• Exercise directions
If a line in the records below contains the word "original", copy it.

• Input records
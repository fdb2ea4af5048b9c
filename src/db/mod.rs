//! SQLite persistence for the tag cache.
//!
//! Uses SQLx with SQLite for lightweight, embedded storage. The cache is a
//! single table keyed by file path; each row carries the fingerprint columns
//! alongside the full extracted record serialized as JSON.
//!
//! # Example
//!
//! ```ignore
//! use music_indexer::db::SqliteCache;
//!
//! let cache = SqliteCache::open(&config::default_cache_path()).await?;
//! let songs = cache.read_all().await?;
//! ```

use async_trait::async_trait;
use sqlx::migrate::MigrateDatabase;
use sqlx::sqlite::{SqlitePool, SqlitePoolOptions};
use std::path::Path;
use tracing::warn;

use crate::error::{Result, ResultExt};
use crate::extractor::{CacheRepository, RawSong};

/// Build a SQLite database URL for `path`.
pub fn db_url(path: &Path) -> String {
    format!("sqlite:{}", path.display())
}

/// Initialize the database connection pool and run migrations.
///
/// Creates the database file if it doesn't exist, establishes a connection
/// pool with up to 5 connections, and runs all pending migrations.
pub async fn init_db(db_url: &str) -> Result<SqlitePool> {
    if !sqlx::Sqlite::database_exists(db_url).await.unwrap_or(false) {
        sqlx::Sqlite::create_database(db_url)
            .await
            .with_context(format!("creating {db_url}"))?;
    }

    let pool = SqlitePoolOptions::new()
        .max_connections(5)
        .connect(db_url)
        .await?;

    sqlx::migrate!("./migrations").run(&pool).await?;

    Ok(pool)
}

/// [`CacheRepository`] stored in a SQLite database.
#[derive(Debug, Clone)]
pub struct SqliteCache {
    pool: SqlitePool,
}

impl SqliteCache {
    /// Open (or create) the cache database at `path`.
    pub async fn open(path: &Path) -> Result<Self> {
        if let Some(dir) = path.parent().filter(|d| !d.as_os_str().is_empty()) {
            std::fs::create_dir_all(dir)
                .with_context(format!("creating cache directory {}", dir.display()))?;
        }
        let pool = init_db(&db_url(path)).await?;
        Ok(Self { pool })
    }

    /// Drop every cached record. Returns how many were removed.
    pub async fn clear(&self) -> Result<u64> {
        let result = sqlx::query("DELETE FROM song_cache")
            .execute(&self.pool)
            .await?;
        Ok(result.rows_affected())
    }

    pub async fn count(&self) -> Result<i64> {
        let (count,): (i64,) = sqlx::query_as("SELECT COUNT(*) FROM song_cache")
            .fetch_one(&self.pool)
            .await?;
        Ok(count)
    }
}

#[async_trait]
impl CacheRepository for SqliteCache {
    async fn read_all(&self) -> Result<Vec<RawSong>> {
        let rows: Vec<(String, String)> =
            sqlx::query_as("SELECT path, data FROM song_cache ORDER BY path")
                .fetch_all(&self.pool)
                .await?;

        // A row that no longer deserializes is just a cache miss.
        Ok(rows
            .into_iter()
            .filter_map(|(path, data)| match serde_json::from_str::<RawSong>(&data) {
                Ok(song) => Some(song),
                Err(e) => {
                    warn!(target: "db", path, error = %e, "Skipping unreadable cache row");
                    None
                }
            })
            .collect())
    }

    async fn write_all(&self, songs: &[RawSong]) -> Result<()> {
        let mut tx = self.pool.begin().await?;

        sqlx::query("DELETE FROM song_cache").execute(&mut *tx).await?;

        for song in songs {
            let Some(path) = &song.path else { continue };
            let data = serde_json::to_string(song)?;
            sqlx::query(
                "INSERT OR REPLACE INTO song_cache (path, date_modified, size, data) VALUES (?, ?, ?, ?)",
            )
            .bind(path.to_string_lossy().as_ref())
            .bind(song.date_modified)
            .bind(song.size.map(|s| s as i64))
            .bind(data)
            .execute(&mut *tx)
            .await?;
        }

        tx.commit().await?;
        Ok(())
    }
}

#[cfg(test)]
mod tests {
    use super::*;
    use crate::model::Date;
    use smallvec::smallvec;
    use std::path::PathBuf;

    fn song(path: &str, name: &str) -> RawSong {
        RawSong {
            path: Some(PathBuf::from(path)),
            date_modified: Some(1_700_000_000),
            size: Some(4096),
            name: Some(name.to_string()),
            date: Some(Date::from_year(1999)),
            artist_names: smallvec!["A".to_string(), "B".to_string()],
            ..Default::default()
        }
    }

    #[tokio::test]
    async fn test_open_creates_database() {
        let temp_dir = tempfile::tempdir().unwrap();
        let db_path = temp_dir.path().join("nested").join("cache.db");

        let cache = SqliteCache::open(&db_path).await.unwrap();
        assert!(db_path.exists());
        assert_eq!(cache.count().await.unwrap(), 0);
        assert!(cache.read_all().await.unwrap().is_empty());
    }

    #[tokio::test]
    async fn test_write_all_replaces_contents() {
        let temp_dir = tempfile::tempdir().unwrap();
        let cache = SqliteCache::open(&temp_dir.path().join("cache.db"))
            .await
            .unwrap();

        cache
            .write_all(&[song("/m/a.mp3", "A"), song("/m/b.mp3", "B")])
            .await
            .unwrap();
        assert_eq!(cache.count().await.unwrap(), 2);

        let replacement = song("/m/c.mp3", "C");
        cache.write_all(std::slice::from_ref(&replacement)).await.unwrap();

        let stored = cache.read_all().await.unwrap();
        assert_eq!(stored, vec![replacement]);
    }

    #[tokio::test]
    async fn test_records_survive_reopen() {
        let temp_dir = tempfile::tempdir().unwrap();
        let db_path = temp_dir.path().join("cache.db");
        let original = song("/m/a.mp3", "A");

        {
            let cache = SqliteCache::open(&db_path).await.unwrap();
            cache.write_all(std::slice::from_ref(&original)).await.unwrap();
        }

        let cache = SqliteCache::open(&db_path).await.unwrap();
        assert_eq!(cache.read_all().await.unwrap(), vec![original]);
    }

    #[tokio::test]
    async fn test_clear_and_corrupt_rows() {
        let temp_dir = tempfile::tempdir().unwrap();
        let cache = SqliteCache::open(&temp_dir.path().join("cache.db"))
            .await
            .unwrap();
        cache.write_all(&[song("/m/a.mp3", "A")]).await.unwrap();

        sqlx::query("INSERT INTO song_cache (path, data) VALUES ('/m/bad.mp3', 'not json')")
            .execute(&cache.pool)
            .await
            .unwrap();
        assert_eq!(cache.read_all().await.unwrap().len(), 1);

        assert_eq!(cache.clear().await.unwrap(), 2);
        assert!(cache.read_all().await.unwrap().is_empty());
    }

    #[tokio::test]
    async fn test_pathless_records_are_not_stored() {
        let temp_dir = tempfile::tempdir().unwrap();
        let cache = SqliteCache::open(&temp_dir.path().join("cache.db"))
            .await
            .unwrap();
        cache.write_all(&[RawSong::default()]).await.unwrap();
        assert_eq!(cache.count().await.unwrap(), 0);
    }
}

• Solution to this task
        let original = song("/m/a.mp3", "A");
            cache.write_all(std::slice::from_ref(&original)).await.unwrap();
        assert_eq!(cache.read_all().await.unwrap(), vec![original]);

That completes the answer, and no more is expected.